Efficacy of newly developed platinum complexes against osteosarcoma, bone-targeting platinum, and proteasome inhibitory platinum.

Abstract

10075 Background: Cisplatin is one of the most effective anti-cancer drugs available for the treatment of human solid tumors including osteosarcoma. As we had already reported, we have utilized caffeine in our chemotherapy protocol. And we achieved excellent clinical results. But effectiveness of cisplatin has been limited by side effects, and resistance. Here we developed two novel platinum compounds. 3Pt is trinuclear platinum complex bearing geminal bisphosphonate moieties, 1Pt is mononuclear platinum complex which has proteasome inhibitory activity. We performed comparative studies of our novel platinum compounds with osteosarcoma.

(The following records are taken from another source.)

/*++

Licensed under the Apache-2.0 license.

File Name:

    dispatcher.rs

Abstract:

    File contains the request dispatcher: command validation, DRAM buffer
    resolution and CBC chaining over the block primitives.

--*/

use crate::Syscalls;
use chaos_api::errno;
use chaos_api::mailbox::CHAOS_REQUEST_SIZE;
use chaos_api::{Algorithm, AlgorithmKind, ChaosRequest, CommandCode, MailboxCmd, PackedBuf};
use chaos_emu_bus::{Bus, BusError};
use chaos_error::ChaosError;

const MAX_BLOCK_SIZE: usize = 16;
const COPY_CHUNK: usize = 64;

/// Unrecoverable command error; the firmware exits without responding.
#[derive(Debug, Clone, Copy, PartialEq, Eq)]
pub struct Fatal(pub ChaosError);

impl From<BusError> for Fatal {
    fn from(err: BusError) -> Self {
        Fatal(err.into())
    }
}

impl From<ChaosError> for Fatal {
    fn from(err: ChaosError) -> Self {
        Fatal(err)
    }
}

/// A bounds-checked DRAM range
#[derive(Debug, Clone, Copy)]
struct DramBuffer {
    offset: usize,
    size: usize,
}

impl DramBuffer {
    fn sub(&self, start: usize, len: usize) -> DramBuffer {
        DramBuffer {
            offset: self.offset + start,
            size: len,
        }
    }
}

/// Request Dispatcher
pub struct Dispatcher<S: Syscalls, B: Bus> {
    syscalls: S,
    dram: B,
    dram_base: usize,
}

impl<S: Syscalls, B: Bus> Dispatcher<S, B> {
    /// Create an instance
    ///
    /// # Arguments
    ///
    /// * `syscalls` - Capability provider
    /// * `dram` - DRAM region
    /// * `dram_base` - Address of DRAM offset 0 as passed to the capability
    pub fn new(syscalls: S, dram: B, dram_base: usize) -> Self {
        Self {
            syscalls,
            dram,
            dram_base,
        }
    }

    pub fn dram(&self) -> &B {
        &self.dram
    }

    /// Execute one command
    ///
    /// # Returns
    ///
    /// * `i64` - Response value: bytes produced or a negative errno
    /// * `Fatal` - The command is malformed or names buffers outside DRAM
    pub fn handle_command(&self, cmd: &MailboxCmd) -> Result<i64, Fatal> {
        if CommandCode(cmd.code) != CommandCode::REQUEST {
            return Err(Fatal(ChaosError::FIRMWARE_INVALID_COMMAND));
        }
        self.handle_request(cmd)
    }

    fn handle_request(&self, cmd: &MailboxCmd) -> Result<i64, Fatal> {
        if cmd.dma_size as usize != CHAOS_REQUEST_SIZE {
            return Err(Fatal(ChaosError::FIRMWARE_INVALID_COMMAND));
        }
        let dma = self.resolve(cmd.dma_addr, cmd.dma_size)?;
        let req: ChaosRequest = self.dram.read_obj(dma.offset)?;

        let input = self.resolve(req.input, req.in_size)?;
        let key = self.resolve(req.key, req.key_size)?;
        let output = self.resolve(req.output, req.out_size)?;

        let algo = Algorithm::try_from(req.algo)
            .map_err(|_| Fatal(ChaosError::FIRMWARE_UNKNOWN_ALGORITHM))?;

        match algo.kind() {
            AlgorithmKind::Copy => {
                if output.size < input.size {
                    return Ok(-errno::EOVERFLOW);
                }
                self.copy(&input, &output)?;
                Ok(input.size as i64)
            }
            AlgorithmKind::Digest { size } => {
                if output.size < size as usize {
                    return Ok(-errno::EOVERFLOW);
                }
                self.crypto(algo, &input, &key, &output)
            }
            AlgorithmKind::Stream => {
                if output.size < input.size {
                    return Ok(-errno::EOVERFLOW);
                }
                self.crypto(algo, &input, &key, &output)
            }
            AlgorithmKind::Block {
                block_size,
                encrypt,
            } => {
                if output.size < input.size {
                    return Ok(-errno::EOVERFLOW);
                }
                if input.size % block_size as usize != 0 {
                    return Ok(-errno::EINVAL);
                }
                if encrypt {
                    self.cbc_encrypt(algo, &input, &key, &output, block_size as usize)
                } else {
                    self.cbc_decrypt(algo, &input, &key, &output, block_size as usize)
                }
            }
        }
    }

    /// Check `offset..offset + size` lies inside DRAM
    fn resolve(&self, offset: u32, size: u32) -> Result<DramBuffer, Fatal> {
        let dram_size = self.dram.len() as u64;
        let (offset, size) = (offset as u64, size as u64);
        if size > dram_size || offset + size > dram_size {
            return Err(Fatal(ChaosError::FIRMWARE_BUFFER_OUT_OF_BOUNDS));
        }
        Ok(DramBuffer {
            offset: offset as usize,
            size: size as usize,
        })
    }

    fn pack(&self, buf: &DramBuffer) -> Result<PackedBuf, Fatal> {
        let addr = self
            .dram_base
            .checked_add(buf.offset)
            .and_then(|addr| u32::try_from(addr).ok())
            .ok_or(Fatal(ChaosError::FIRMWARE_BUFFER_OUT_OF_BOUNDS))?;
        Ok(PackedBuf::new(addr, buf.size as u32))
    }

    fn crypto(
        &self,
        algo: Algorithm,
        input: &DramBuffer,
        key: &DramBuffer,
        output: &DramBuffer,
    ) -> Result<i64, Fatal> {
        Ok(self.syscalls.crypto(
            algo.into(),
            self.pack(input)?,
            self.pack(key)?,
            self.pack(output)?,
        ))
    }

    /// Overlap-safe copy through a stack chunk
    fn copy(&self, src: &DramBuffer, dst: &DramBuffer) -> Result<(), Fatal> {
        let mut chunk = [0u8; COPY_CHUNK];
        let len = src.size;
        let backwards = dst.offset > src.offset;
        let mut done = 0;
        while done < len {
            let n = COPY_CHUNK.min(len - done);
            let at = if backwards { len - done - n } else { done };
            self.dram.read_bytes(src.offset + at, &mut chunk[..n])?;
            self.dram.write_bytes(dst.offset + at, &chunk[..n])?;
            done += n;
        }
        Ok(())
    }

    /// Each input block is XORed in place with the previous output block
    /// before it is encrypted. The first block uses a zero IV.
    fn cbc_encrypt(
        &self,
        algo: Algorithm,
        input: &DramBuffer,
        key: &DramBuffer,
        output: &DramBuffer,
        block_size: usize,
    ) -> Result<i64, Fatal> {
        let mut chain = [0u8; MAX_BLOCK_SIZE];
        let mut block = [0u8; MAX_BLOCK_SIZE];
        let (chain, block) = (&mut chain[..block_size], &mut block[..block_size]);
        let mut total = 0;

        for start in (0..input.size).step_by(block_size) {
            let in_block = input.sub(start, block_size);
            let out_block = output.sub(start, block_size);
            if start != 0 {
                self.dram.read_bytes(in_block.offset, block)?;
                xor(block, chain);
                self.dram.write_bytes(in_block.offset, block)?;
            }
            let ret = self.crypto(algo, &in_block, key, &out_block)?;
            if ret < 0 {
                return Ok(ret);
            }
            self.dram.read_bytes(out_block.offset, chain)?;
            total += ret;
        }
        Ok(total)
    }

    /// Each block is decrypted, then XORed with the previous ciphertext
    /// block, saved before the call so in-place buffers work.
    fn cbc_decrypt(
        &self,
        algo: Algorithm,
        input: &DramBuffer,
        key: &DramBuffer,
        output: &DramBuffer,
        block_size: usize,
    ) -> Result<i64, Fatal> {
        let mut chain = [0u8; MAX_BLOCK_SIZE];
        let mut cipher = [0u8; MAX_BLOCK_SIZE];
        let mut plain = [0u8; MAX_BLOCK_SIZE];
        let chain = &mut chain[..block_size];
        let cipher = &mut cipher[..block_size];
        let plain = &mut plain[..block_size];
        let mut total = 0;

        for start in (0..input.size).step_by(block_size) {
            let in_block = input.sub(start, block_size);
            let out_block = output.sub(start, block_size);
            self.dram.read_bytes(in_block.offset, cipher)?;
            let ret = self.crypto(algo, &in_block, key, &out_block)?;
            if ret < 0 {
                return Ok(ret);
            }
            self.dram.read_bytes(out_block.offset, plain)?;
            xor(plain, chain);
            self.dram.write_bytes(out_block.offset, plain)?;
            chain.copy_from_slice(cipher);
            total += ret;
        }
        Ok(total)
    }
}

fn xor(dst: &mut [u8], src: &[u8]) {
    for (d, s) in dst.iter_mut().zip(src) {
        *d ^= s;
    }
}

Methods: Two novel platinum complexes were synthesized by Prof. Odani at school of pharmaceutical sciences of our university and cisplatin and caffeine were obtained from constructor. Three cell lines (MG63, 143B, and LM8) were used. Cell survival after a 72 hrs exposure to these compounds was assessed by WST-8 assay, and IC50 value was calculated for each compound. Apoptosis was assessed by DNA fragmentation and Annexin V-FITC/propidium iodine assay. Results: Each compound strongly caused concentration-dependent cytocidal effect. IC50 value of trinuclear compound is superior to cisplatin, and both complexes showed caffeine potentiation. Apoptosis induction and acetylation of histon H2AX were observed. In vivo, 1Pt showed almost same, 3Pt showed strong antitumor effect compared to cisplatin. Conclusions: Two novel platinum compounds that we developed showed strong ant-tumor effect in osteosarcoma in vitro and in vivo. As bisphosphonate has high affinity to calcium ions, 3Pt targets bone tissue and expected to reduce side effects at extraskeletal sites and to overcome the drug resistance. Proteasome inhibitory platinum compound has never been reported before, we will investigate its anti-tumor mechanism precisely.